From the records below, pull each line that has "satisfiability".

BEGIN RECORD EXTRACTS

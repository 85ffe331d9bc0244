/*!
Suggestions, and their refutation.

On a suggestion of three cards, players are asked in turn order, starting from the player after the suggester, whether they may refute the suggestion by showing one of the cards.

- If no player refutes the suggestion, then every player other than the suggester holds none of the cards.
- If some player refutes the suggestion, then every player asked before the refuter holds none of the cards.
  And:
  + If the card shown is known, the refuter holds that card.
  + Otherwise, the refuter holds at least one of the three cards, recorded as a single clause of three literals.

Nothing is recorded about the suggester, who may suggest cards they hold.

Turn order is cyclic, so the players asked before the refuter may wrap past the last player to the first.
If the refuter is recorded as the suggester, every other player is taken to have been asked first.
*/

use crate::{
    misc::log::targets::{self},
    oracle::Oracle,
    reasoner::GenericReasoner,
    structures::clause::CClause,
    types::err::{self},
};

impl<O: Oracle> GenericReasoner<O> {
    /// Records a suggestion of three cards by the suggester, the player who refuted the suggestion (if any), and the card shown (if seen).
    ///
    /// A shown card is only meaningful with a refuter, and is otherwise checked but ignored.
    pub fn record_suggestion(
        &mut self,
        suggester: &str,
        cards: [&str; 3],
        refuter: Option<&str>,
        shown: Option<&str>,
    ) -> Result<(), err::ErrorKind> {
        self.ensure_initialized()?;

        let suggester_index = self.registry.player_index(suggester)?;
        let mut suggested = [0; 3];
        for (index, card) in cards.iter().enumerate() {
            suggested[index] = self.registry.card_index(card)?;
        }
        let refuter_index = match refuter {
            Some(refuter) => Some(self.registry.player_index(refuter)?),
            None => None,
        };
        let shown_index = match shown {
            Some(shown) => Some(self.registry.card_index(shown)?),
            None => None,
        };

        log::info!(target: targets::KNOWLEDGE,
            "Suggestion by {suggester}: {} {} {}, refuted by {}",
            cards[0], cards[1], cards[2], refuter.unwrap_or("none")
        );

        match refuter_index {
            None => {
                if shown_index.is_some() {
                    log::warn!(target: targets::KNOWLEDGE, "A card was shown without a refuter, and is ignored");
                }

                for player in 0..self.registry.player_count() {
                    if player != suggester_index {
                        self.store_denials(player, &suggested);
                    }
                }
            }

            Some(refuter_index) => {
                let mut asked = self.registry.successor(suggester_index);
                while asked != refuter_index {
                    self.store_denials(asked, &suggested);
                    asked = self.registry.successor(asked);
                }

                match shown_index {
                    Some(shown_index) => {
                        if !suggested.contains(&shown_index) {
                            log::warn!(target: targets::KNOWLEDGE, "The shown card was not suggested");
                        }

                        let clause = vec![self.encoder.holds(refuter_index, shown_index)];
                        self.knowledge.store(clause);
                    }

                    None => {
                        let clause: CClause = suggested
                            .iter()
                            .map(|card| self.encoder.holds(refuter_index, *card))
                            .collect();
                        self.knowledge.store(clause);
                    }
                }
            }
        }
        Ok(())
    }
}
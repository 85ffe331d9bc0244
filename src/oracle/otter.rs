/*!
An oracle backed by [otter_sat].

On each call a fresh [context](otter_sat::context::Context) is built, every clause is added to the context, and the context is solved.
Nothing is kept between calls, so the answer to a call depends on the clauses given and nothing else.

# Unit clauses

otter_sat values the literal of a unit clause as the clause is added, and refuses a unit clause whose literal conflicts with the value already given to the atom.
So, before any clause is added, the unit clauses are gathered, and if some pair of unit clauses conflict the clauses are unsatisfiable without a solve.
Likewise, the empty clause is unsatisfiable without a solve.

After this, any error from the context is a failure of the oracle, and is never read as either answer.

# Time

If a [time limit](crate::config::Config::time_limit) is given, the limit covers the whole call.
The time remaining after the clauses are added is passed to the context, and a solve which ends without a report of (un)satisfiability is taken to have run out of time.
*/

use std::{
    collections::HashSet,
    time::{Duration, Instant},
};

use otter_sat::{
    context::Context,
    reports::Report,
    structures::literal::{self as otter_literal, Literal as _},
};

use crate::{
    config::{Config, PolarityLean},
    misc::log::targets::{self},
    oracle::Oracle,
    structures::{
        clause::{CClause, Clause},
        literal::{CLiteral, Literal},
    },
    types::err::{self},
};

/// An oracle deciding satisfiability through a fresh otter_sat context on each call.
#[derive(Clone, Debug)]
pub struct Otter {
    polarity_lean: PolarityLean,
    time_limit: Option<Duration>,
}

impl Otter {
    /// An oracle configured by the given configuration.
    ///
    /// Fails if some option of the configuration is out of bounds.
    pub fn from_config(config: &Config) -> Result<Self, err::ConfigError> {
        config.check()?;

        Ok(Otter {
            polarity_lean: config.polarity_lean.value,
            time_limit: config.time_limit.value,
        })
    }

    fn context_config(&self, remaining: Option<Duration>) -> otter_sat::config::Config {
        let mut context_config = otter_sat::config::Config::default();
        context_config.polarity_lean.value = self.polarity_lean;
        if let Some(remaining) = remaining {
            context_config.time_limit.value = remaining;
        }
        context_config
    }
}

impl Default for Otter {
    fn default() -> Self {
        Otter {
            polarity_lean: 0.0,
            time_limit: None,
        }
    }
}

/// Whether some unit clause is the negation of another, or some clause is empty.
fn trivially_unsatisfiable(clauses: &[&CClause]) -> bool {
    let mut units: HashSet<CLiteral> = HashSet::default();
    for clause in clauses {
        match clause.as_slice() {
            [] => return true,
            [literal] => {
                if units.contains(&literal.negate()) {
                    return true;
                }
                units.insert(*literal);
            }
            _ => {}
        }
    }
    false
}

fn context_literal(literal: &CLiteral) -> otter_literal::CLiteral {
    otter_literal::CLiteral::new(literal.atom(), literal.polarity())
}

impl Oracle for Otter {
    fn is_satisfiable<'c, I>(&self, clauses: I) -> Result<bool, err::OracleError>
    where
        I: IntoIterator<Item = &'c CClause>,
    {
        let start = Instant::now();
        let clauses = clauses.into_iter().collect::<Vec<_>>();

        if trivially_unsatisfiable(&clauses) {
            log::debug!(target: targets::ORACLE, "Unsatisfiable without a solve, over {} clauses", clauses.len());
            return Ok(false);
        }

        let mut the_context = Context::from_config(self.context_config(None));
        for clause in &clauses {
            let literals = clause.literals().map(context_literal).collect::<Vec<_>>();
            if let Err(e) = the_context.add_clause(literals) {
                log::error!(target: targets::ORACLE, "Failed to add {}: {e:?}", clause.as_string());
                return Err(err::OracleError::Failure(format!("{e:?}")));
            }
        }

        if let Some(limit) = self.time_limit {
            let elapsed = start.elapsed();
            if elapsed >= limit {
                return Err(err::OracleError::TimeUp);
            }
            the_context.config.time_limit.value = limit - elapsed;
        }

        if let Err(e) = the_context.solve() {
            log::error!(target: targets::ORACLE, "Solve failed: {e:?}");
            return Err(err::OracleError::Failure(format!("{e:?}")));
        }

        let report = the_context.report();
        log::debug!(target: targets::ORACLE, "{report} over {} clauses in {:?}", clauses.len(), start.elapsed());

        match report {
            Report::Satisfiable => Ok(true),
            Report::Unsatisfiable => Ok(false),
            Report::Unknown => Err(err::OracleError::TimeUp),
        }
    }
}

END RECORD EXTRACTS

REPLY TO THE EXERCISE:
The time remaining after the clauses are added is passed to the context, and a solve which ends without a report of (un)satisfiability is taken to have run out of time.
/// An oracle deciding satisfiability through a fresh otter_sat context on each call.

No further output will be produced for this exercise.